40. O homme misérable et malheureux, qui vous délivrera du joug de cet opprobre? Que Dieu se lève, et que ce fort armé soit renversé : que l'homme ennemi tombe, qu'il soit foulé aux pieds, cet ami de soi, cet ami du monde, ce serviteur dia démon. Que vous en semble? Si vous pensez bien, vous direz avec moi : il est digne de mort, qu'il soit crucifié. Ne dissimulez donc pas, ne différez pas, ne l'épargnez pas: mais avec empressement, avec courage et énergie crucifiez cet homme, mais .crucifiez-le à la croix de Jésus-Christ où est le salut et la vie : si vous lui criez du fond du cœur, votre crucifié vous entendra et vous répondra avec bonté : «Aujourd'hui tu seras avec moi en Paradis. » O piété du Christ, ô salut inespéré du malheureux! L'amour de Dieu est si gratuit et si éprouvé, sa mansuétude si invincible, qu'il exauce celui qui crie vers lui parce qu'il est miséricordieux! O qu'elle est grande cette miséricorde, combien ineffable ce changement opéré par la droite du Très-Haut! Hier, vous étiez dans les ténèbres, aujourd'hui vous êtes dans les splendeurs de la lumière : hier, dans la gueule du lion, aujourd’hui, dans la main du médiateur; hier, aux portes de l'enfer, aujourd'hui, dans les délices du Paradis. Mais de quoi servent ces lettres d'avertissement, si vous ne détruisez pas dans votre conscience, les lettres de mort? De quoi sert de lire et de comprendre cet écrit, si vous ne vous lisez pas et ne vous comprenez pas vous-même? Appliquez-vous donc à cette lecture intérieure, lisez , regardez et connaissez-vous vous-même : lisez pour aimer Dieu, pour combattre et pour vaincre le monde avec tout ennemi : afin que le travail se change en repos, le deuil en joie, afin qu'après les ténèbres de cette vie, vous voyez le lever de l'aurore naissante, vous contempliez aussi le soleil de justice à son midi, lieu sacré, où vous apercevrez l'époux avec l'épouse, un seul et même Seigneur de gloire, qui vit et règne dans les siècles des siècles sans fin. Amen.

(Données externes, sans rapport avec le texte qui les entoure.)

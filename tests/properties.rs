//! Property-based tests for the delay engine and its building blocks.
//!
//! Uses proptest to check the invariants that have to hold for every
//! setting: taps never read ahead of the writer, indices survive any
//! number of wraps, the feedback loop never blows up, and the channels
//! stay independent without feedback.

use std::num::NonZeroUsize;

use ping_pong_delay::dsp::delay_line::{lagrange4, DelayLine};
use ping_pong_delay::dsp::mix::db_to_gain;
use ping_pong_delay::dsp::smoother::smooth;
use ping_pong_delay::{CrossReadTiming, EngineConfig, ParamId, PingPongEngine};

const SAMPLE_RATE: f32 = 48000.0;

fn configured(config: EngineConfig, settings: &[(ParamId, f32)]) -> PingPongEngine {
    let mut engine = PingPongEngine::new(config);
    engine.configure(SAMPLE_RATE).unwrap();
    for &(id, value) in settings {
        engine.set_parameter(id, value);
    }
    engine.snap_to_targets();
    engine
}

fn timing(symmetric: bool) -> CrossReadTiming {
    if symmetric {
        CrossReadTiming::Symmetric
    } else {
        CrossReadTiming::Sequential
    }
}

proptest::proptest! {
    #![proptest_config(proptest::prelude::ProptestConfig::with_cases(64))]

    /// A freshly written sample is read back unchanged at zero delay once
    /// the latency has elapsed, whatever the latency and capacity.
    #[test]
    fn zero_delay_returns_written_value(
        value in -1.0f32..=1.0f32,
        latency in 3usize..32,
        extra in 3usize..256,
    ) {
        let capacity = NonZeroUsize::new(latency + extra).unwrap();
        let mut line = DelayLine::new(capacity, latency);

        line.write(value);
        line.advance();
        for _ in 1..latency {
            line.write(0.0);
            line.advance();
        }

        proptest::prop_assert_eq!(line.read_fractional(0.0), value);
    }

    /// After many trips around the ring, an integer delay still reads
    /// exactly the sample written `latency + delay` samples earlier.
    #[test]
    fn reads_survive_wraparound(
        samples in proptest::collection::vec(-1.0f32..=1.0f32, 600..1200),
        delay in 0usize..40,
    ) {
        let latency = 8;
        let mut line = DelayLine::new(NonZeroUsize::new(128).unwrap(), latency);

        for &sample in &samples {
            line.write(sample);
            line.advance();
        }

        let expected = samples[samples.len() - delay - latency];
        proptest::prop_assert_eq!(line.read_fractional(delay as f32), expected);
    }

    /// On a ramp, a delay of `d + f` lands `f` of the way from slot
    /// `read - d` towards the next newer slot.
    #[test]
    fn fractional_reads_reach_towards_newer_slot(
        start in -1.0f32..=1.0f32,
        delay in 0usize..40,
        frac in 0.0f32..1.0f32,
    ) {
        let latency = 8;
        let slope = 0.01;
        let mut line = DelayLine::new(NonZeroUsize::new(128).unwrap(), latency);

        let writes = 100;
        for n in 0..writes {
            line.write(start + n as f32 * slope);
            line.advance();
        }

        let at = (writes - latency - delay) as f32;
        let expected = start + (at + frac) * slope;
        let result = line.read_fractional(delay as f32 + frac);
        proptest::prop_assert!(
            (result - expected).abs() < 1e-4,
            "delay {} + {}: expected {}, got {}", delay, frac, expected, result
        );
    }

    /// The cubic kernel reproduces straight lines exactly.
    #[test]
    fn lagrange_is_exact_on_lines(
        offset in -1.0f32..=1.0f32,
        slope in -1.0f32..=1.0f32,
        frac in 0.0f32..1.0f32,
    ) {
        let taps = [offset - slope, offset, offset + slope, offset + 2.0 * slope];
        let result = lagrange4(frac, taps);
        proptest::prop_assert!((result - (offset + slope * frac)).abs() < 1e-4);
    }

    /// One smoothing step always lands between the old value and the target.
    #[test]
    fn smoothing_stays_between_endpoints(
        target in -2000.0f32..=2000.0f32,
        previous in -2000.0f32..=2000.0f32,
        coefficient in 0.0f32..1.0f32,
    ) {
        let next = smooth(target, previous, coefficient);
        let low = target.min(previous) - 1e-2;
        let high = target.max(previous) + 1e-2;
        proptest::prop_assert!(low <= next && next <= high);
    }

    /// Without feedback into the right channel, a left-only input never
    /// reaches the right output.
    #[test]
    fn no_right_output_without_feedback(
        input in proptest::collection::vec(-1.0f32..=1.0f32, 64),
        delay_l in 0.0f32..20.0,
        delay_r in 0.0f32..20.0,
        feedback_l in 0.0f32..=1.0,
        symmetric in proptest::bool::ANY,
    ) {
        let config = EngineConfig::default()
            .with_max_delay_ms(25.0)
            .with_cross_read_timing(timing(symmetric));
        let mut engine = configured(config, &[
            (ParamId::DelayL, delay_l),
            (ParamId::DelayR, delay_r),
            (ParamId::FeedbackL, feedback_l),
            (ParamId::FeedbackR, 0.0),
        ]);

        let frames = engine.capacity() + input.len();
        for n in 0..frames {
            let left = input.get(n).copied().unwrap_or(0.0);
            let (_, right) = engine.process_frame(left, 0.0);
            proptest::prop_assert_eq!(right, 0.0);
        }
    }

    /// With feedback up to 1 the echoes may ring forever but never grow
    /// past what went in.
    #[test]
    fn feedback_loop_stays_bounded(
        input in proptest::collection::vec(-1.0f32..=1.0f32, 16),
        delay_l in 0.5f32..20.0,
        delay_r in 0.5f32..20.0,
        feedback_l in 0.0f32..=1.0,
        feedback_r in 0.0f32..=1.0,
        symmetric in proptest::bool::ANY,
    ) {
        let config = EngineConfig::default()
            .with_max_delay_ms(25.0)
            .with_cross_read_timing(timing(symmetric));
        let mut engine = configured(config, &[
            (ParamId::DelayL, delay_l),
            (ParamId::DelayR, delay_r),
            (ParamId::FeedbackL, feedback_l),
            (ParamId::FeedbackR, feedback_r),
        ]);

        for n in 0..20_000 {
            let sample = input.get(n).copied().unwrap_or(0.0);
            let (l, r) = engine.process_frame(sample, -sample);
            proptest::prop_assert!(l.is_finite() && r.is_finite());
            proptest::prop_assert!(
                l.abs() <= 40.0 && r.abs() <= 40.0,
                "output grew to ({}, {}) at frame {}", l, r, n
            );
        }
    }

    /// Fully dry is the input scaled by the volume, for any other setting.
    #[test]
    fn fully_dry_is_scaled_input(
        input in proptest::collection::vec(-1.0f32..=1.0f32, 128),
        delay_l in 0.0f32..20.0,
        feedback_l in 0.0f32..=1.0,
        feedback_r in 0.0f32..=1.0,
        volume in -20.0f32..=20.0,
    ) {
        let mut engine = configured(EngineConfig::default(), &[
            (ParamId::DelayL, delay_l),
            (ParamId::FeedbackL, feedback_l),
            (ParamId::FeedbackR, feedback_r),
            (ParamId::DryWet, 0.0),
            (ParamId::Volume, volume),
        ]);
        let gain = db_to_gain(volume);

        for &sample in &input {
            let (l, r) = engine.process_frame(sample, sample * 0.5);
            proptest::prop_assert!((l - sample * gain).abs() < 1e-5);
            proptest::prop_assert!((r - sample * 0.5 * gain).abs() < 1e-5);
        }
    }
}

« Dans le manuscrit de Cîteaux et dans quelques autres, le même texte renferme quelques chapitres ajoutés, le premier est intitulé : « De l'âme et de sa piété, etc., » commence par ces mots : « L'âme est une substance douée de raison. » Mais ils ne font pas suite avec ceux qui précèdent bien plus, dans les œuvres d'Hugues de Saint-Victor, ils forment « le second livre de l'âme; » au tome VI de saint Augustin, ils composent « le livre de l'Esprit et de l'Ame. » A ces chapitres, dans la copie de Claude Joli, chanoine et chantre de Paris, en est ajouté un autre, débutant par ces termes : « La justice pleine et parfaite, c'est d'aimer Dieu de tout son cœur, etc. » ces paroles sont tirées du début du traité de Paul d'Aquilée « Des documents salutaires, » dans le nouvel appendice au tome VI, des œuvres de saint Augustin. C'est pour cette raison que nous terminons en cet endroit les méditations que nous venons de donner.